▼▼▼

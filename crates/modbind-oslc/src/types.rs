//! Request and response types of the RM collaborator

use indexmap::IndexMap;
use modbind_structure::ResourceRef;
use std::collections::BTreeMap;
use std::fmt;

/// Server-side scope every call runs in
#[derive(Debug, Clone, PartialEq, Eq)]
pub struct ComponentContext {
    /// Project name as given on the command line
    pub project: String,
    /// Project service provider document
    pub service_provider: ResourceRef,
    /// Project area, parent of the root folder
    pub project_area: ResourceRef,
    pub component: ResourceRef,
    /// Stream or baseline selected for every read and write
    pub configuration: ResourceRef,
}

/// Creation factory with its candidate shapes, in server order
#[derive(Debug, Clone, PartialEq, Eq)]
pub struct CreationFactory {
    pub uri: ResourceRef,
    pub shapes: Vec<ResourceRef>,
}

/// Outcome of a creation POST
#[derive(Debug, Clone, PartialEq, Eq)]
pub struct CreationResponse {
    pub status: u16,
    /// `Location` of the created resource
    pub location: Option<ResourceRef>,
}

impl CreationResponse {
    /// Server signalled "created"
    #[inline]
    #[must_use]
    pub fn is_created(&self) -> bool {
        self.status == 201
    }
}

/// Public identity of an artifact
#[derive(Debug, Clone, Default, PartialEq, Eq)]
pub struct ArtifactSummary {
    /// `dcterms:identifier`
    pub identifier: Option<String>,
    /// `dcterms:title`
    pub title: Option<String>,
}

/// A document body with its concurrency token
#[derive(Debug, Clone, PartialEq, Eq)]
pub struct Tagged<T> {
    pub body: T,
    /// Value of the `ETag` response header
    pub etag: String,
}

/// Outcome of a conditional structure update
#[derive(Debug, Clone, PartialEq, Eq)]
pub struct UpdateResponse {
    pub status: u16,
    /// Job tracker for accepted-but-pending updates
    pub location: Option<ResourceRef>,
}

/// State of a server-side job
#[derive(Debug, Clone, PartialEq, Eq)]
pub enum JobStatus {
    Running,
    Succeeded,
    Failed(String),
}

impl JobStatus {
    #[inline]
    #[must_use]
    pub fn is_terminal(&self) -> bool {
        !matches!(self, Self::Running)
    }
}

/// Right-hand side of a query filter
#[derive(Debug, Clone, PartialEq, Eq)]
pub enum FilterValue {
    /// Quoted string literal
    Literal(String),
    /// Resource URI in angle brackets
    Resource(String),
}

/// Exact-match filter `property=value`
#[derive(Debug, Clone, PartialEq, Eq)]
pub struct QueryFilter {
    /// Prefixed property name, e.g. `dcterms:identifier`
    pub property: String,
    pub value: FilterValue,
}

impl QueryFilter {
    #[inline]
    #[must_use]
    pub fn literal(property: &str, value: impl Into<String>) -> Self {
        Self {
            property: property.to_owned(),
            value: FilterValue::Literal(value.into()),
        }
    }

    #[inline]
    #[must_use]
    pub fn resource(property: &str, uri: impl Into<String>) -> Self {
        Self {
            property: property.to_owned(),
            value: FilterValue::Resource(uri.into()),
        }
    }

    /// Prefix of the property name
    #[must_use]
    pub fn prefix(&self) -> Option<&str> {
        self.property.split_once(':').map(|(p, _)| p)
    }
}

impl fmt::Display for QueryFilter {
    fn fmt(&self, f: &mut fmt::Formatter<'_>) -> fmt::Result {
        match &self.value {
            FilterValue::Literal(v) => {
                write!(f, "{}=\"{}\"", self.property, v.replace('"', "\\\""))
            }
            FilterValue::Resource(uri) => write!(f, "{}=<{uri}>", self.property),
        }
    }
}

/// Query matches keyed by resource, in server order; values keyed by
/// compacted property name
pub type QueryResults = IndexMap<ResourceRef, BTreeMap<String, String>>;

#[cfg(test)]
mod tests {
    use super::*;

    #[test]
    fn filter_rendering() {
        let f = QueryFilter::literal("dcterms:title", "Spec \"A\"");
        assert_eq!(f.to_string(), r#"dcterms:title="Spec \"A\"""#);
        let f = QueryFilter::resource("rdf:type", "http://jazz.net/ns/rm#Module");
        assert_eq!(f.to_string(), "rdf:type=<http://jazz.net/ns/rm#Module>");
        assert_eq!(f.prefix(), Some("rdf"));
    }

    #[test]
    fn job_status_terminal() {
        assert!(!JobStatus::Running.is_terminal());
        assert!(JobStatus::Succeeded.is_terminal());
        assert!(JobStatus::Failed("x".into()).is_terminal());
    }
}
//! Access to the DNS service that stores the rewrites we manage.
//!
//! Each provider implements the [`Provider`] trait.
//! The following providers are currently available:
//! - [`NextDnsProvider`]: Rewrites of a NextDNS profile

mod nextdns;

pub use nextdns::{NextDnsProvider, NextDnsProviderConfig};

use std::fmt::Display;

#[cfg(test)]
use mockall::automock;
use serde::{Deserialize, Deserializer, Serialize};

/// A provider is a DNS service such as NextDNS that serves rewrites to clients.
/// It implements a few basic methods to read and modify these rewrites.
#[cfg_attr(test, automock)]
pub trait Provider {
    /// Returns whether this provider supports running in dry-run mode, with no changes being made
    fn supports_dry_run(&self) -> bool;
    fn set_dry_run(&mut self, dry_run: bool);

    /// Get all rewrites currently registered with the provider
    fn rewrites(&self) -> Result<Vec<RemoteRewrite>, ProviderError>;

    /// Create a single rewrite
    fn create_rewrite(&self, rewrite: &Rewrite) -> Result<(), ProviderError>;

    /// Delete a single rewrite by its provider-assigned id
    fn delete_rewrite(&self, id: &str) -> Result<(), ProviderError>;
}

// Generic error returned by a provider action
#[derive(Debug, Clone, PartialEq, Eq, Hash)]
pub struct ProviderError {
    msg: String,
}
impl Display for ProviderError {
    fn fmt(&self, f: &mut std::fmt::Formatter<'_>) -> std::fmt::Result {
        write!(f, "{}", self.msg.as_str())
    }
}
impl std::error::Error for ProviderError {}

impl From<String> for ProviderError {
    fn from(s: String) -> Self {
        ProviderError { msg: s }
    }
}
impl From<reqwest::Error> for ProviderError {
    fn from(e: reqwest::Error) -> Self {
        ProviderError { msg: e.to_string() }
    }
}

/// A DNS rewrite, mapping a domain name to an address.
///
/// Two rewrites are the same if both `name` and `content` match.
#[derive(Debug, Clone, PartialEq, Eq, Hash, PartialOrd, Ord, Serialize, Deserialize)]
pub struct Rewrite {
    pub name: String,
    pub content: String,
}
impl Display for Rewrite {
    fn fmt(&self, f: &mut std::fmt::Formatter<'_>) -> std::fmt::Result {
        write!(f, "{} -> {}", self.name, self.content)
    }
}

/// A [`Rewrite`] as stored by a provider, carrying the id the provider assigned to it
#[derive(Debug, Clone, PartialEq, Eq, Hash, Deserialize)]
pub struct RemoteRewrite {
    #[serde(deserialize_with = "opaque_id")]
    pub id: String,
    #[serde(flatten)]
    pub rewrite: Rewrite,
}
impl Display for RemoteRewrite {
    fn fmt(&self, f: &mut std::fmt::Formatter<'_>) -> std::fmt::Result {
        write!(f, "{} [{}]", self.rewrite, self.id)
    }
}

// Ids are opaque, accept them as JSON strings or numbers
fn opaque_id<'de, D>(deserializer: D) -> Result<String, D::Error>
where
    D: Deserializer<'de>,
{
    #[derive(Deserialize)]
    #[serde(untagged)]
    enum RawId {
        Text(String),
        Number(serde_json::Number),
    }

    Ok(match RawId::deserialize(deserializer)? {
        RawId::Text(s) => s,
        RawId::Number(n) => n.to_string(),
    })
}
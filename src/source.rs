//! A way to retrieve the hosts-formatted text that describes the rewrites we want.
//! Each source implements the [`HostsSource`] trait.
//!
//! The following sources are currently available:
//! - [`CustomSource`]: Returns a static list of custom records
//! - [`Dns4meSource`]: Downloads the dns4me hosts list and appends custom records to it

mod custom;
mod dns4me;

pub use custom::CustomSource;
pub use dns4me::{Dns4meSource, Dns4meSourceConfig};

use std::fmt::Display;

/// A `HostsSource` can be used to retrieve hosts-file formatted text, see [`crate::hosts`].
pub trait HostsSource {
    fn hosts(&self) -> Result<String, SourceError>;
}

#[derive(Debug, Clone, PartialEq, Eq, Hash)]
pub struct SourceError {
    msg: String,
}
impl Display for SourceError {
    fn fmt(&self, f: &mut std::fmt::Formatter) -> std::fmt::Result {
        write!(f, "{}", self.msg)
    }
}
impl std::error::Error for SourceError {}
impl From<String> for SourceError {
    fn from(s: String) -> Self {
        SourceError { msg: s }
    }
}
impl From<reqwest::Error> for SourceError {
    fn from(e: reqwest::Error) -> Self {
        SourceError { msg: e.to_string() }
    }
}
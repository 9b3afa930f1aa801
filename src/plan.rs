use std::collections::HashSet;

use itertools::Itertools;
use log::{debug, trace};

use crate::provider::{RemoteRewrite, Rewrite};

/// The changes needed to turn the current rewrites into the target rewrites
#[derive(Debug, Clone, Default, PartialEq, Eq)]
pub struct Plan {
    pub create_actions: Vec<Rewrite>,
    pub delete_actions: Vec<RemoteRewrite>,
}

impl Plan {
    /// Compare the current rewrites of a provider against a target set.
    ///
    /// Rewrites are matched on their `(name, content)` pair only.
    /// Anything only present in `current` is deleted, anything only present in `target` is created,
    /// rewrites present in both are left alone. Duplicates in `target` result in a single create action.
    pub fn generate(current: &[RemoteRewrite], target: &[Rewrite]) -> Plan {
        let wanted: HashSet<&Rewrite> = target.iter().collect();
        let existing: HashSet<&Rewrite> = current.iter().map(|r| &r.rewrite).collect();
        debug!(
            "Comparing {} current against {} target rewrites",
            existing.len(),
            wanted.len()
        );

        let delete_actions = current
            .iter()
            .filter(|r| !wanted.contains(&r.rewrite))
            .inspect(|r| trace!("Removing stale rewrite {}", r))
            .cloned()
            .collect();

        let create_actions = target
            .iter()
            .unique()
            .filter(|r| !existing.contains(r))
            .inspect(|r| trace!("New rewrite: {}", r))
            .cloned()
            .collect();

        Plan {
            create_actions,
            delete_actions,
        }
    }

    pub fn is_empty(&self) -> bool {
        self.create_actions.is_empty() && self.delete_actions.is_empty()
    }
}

▲▲▲

Instructions for the task: Return from the data every line that holds "enum".

Solution:
pub enum JobStatus {
pub enum FilterValue {
    enum RawId {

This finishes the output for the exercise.